[DATA]:
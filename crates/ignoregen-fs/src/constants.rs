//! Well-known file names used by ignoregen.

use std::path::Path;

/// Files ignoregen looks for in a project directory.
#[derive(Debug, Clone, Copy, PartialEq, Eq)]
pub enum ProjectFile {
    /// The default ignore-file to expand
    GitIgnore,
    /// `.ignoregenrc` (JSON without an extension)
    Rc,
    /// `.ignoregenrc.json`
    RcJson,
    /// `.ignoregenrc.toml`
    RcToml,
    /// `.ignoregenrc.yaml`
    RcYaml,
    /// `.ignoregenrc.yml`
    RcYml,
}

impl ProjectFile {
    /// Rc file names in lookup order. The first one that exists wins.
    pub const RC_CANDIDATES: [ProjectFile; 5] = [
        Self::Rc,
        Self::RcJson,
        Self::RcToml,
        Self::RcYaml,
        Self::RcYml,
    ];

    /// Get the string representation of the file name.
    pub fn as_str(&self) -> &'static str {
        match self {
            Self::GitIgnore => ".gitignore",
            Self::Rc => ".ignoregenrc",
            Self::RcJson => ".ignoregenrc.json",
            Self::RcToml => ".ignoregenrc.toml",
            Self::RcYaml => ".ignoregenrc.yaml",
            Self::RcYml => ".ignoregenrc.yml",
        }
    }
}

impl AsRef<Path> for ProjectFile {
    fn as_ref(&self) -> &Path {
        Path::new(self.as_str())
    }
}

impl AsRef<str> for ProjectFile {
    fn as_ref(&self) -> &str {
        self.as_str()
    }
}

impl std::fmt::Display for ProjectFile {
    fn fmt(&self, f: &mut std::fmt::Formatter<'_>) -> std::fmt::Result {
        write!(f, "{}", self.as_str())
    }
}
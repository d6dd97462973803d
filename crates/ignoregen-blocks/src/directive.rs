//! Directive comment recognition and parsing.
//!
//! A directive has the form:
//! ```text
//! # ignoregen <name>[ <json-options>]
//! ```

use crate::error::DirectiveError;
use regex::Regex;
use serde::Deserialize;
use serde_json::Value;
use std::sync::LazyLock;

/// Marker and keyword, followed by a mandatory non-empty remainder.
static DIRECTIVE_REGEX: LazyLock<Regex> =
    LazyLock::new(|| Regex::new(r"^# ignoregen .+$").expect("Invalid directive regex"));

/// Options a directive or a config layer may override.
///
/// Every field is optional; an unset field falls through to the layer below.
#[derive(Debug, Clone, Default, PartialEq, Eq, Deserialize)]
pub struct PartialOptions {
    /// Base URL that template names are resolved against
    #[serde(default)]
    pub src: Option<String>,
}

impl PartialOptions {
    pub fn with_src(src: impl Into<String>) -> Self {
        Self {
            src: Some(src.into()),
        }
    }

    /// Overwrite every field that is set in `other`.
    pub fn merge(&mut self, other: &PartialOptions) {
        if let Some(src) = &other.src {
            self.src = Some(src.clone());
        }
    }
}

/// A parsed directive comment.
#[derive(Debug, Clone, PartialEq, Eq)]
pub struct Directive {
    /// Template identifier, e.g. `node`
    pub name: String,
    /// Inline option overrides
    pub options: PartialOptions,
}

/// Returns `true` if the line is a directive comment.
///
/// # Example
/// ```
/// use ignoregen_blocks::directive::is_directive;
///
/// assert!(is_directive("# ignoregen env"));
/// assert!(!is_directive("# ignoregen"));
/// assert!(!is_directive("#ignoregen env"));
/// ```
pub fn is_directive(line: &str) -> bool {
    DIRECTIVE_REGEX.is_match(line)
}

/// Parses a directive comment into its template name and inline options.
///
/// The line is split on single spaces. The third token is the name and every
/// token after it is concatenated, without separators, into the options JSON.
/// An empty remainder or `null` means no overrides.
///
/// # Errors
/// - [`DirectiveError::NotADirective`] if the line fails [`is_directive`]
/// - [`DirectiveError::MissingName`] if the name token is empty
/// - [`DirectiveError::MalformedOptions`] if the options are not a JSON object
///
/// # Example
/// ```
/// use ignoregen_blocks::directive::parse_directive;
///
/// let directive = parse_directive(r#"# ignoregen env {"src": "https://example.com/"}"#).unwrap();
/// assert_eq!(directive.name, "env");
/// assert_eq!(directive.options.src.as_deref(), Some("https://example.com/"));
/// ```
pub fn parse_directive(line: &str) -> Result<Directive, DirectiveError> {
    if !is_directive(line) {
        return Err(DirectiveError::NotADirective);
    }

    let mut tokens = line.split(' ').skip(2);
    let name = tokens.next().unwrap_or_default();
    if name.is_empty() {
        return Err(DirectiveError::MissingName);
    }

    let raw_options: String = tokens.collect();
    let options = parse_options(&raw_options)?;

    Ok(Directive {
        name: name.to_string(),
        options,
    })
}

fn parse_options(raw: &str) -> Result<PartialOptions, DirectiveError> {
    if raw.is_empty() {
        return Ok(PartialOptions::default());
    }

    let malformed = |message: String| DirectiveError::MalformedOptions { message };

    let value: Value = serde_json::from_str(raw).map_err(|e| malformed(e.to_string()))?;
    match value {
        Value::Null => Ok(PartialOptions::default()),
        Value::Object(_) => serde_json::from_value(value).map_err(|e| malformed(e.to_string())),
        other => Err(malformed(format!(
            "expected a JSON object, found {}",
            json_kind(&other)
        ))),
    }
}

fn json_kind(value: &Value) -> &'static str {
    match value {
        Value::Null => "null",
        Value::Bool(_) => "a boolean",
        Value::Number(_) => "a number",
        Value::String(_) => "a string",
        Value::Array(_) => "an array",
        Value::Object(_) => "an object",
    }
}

[EXERCISE GOAL]: Set down each line of the material above again, exactly.

[YOUR SOLUTION]:
filename crates/ignoregen-fs/src/constants.rs
//! Well-known file names used by ignoregen.

use std::path::Path;

/// Files ignoregen looks for in a project directory.
#[derive(Debug, Clone, Copy, PartialEq, Eq)]
pub enum ProjectFile {
    /// The default ignore-file to expand
    GitIgnore,
    /// `.ignoregenrc` (JSON without an extension)
    Rc,
    /// `.ignoregenrc.json`
    RcJson,
    /// `.ignoregenrc.toml`
    RcToml,
    /// `.ignoregenrc.yaml`
    RcYaml,
    /// `.ignoregenrc.yml`
    RcYml,
}

impl ProjectFile {
    /// Rc file names in lookup order. The first one that exists wins.
    pub const RC_CANDIDATES: [ProjectFile; 5] = [
        Self::Rc,
        Self::RcJson,
        Self::RcToml,
        Self::RcYaml,
        Self::RcYml,
    ];

    /// Get the string representation of the file name.
    pub fn as_str(&self) -> &'static str {
        match self {
            Self::GitIgnore => ".gitignore",
            Self::Rc => ".ignoregenrc",
            Self::RcJson => ".ignoregenrc.json",
            Self::RcToml => ".ignoregenrc.toml",
            Self::RcYaml => ".ignoregenrc.yaml",
            Self::RcYml => ".ignoregenrc.yml",
        }
    }
}

impl AsRef<Path> for ProjectFile {
    fn as_ref(&self) -> &Path {
        Path::new(self.as_str())
    }
}

impl AsRef<str> for ProjectFile {
    fn as_ref(&self) -> &str {
        self.as_str()
    }
}

impl std::fmt::Display for ProjectFile {
    fn fmt(&self, f: &mut std::fmt::Formatter<'_>) -> std::fmt::Result {
        write!(f, "{}", self.as_str())
    }
}
repository d6dd97462973803d
filename crates/ignoregen-blocks/src/directive.rs
//! Directive comment recognition and parsing.
//!
//! A directive has the form:
//! ```text
//! # ignoregen <name>[ <json-options>]
//! ```

use crate::error::DirectiveError;
use regex::Regex;
use serde::Deserialize;
use serde_json::Value;
use std::sync::LazyLock;

/// Marker and keyword, followed by a mandatory non-empty remainder.
static DIRECTIVE_REGEX: LazyLock<Regex> =
    LazyLock::new(|| Regex::new(r"^# ignoregen .+$").expect("Invalid directive regex"));

/// Options a directive or a config layer may override.
///
/// Every field is optional; an unset field falls through to the layer below.
#[derive(Debug, Clone, Default, PartialEq, Eq, Deserialize)]
pub struct PartialOptions {
    /// Base URL that template names are resolved against
    #[serde(default)]
    pub src: Option<String>,
}

impl PartialOptions {
    pub fn with_src(src: impl Into<String>) -> Self {
        Self {
            src: Some(src.into()),
        }
    }

    /// Overwrite every field that is set in `other`.
    pub fn merge(&mut self, other: &PartialOptions) {
        if let Some(src) = &other.src {
            self.src = Some(src.clone());
        }
    }
}

/// A parsed directive comment.
#[derive(Debug, Clone, PartialEq, Eq)]
pub struct Directive {
    /// Template identifier, e.g. `node`
    pub name: String,
    /// Inline option overrides
    pub options: PartialOptions,
}

/// Returns `true` if the line is a directive comment.
///
/// # Example
/// ```
/// use ignoregen_blocks::directive::is_directive;
///
/// assert!(is_directive("# ignoregen env"));
/// assert!(!is_directive("# ignoregen"));
/// assert!(!is_directive("#ignoregen env"));
/// ```
pub fn is_directive(line: &str) -> bool {
    DIRECTIVE_REGEX.is_match(line)
}

/// Parses a directive comment into its template name and inline options.
///
/// The line is split on single spaces. The third token is the name and every
/// token after it is concatenated, without separators, into the options JSON.
/// An empty remainder or `null` means no overrides.
///
/// # Errors
/// - [`DirectiveError::NotADirective`] if the line fails [`is_directive`]
/// - [`DirectiveError::MissingName`] if the name token is empty
/// - [`DirectiveError::MalformedOptions`] if the options are not a JSON object
///
/// # Example
/// ```
/// use ignoregen_blocks::directive::parse_directive;
///
/// let directive = parse_directive(r#"# ignoregen env {"src": "https://example.com/"}"#).unwrap();
/// assert_eq!(directive.name, "env");
/// assert_eq!(directive.options.src.as_deref(), Some("https://example.com/"));
/// ```
pub fn parse_directive(line: &str) -> Result<Directive, DirectiveError> {
    if !is_directive(line) {
        return Err(DirectiveError::NotADirective);
    }

    let mut tokens = line.split(' ').skip(2);
    let name = tokens.next().unwrap_or_default();
    if name.is_empty() {
        return Err(DirectiveError::MissingName);
    }

    let raw_options: String = tokens.collect();
    let options = parse_options(&raw_options)?;

    Ok(Directive {
        name: name.to_string(),
        options,
    })
}

fn parse_options(raw: &str) -> Result<PartialOptions, DirectiveError> {
    if raw.is_empty() {
        return Ok(PartialOptions::default());
    }

    let malformed = |message: String| DirectiveError::MalformedOptions { message };

    let value: Value = serde_json::from_str(raw).map_err(|e| malformed(e.to_string()))?;
    match value {
        Value::Null => Ok(PartialOptions::default()),
        Value::Object(_) => serde_json::from_value(value).map_err(|e| malformed(e.to_string())),
        other => Err(malformed(format!(
            "expected a JSON object, found {}",
            json_kind(&other)
        ))),
    }
}

fn json_kind(value: &Value) -> &'static str {
    match value {
        Value::Null => "null",
        Value::Bool(_) => "a boolean",
        Value::Number(_) => "a number",
        Value::String(_) => "a string",
        Value::Array(_) => "an array",
        Value::Object(_) => "an object",
    }
}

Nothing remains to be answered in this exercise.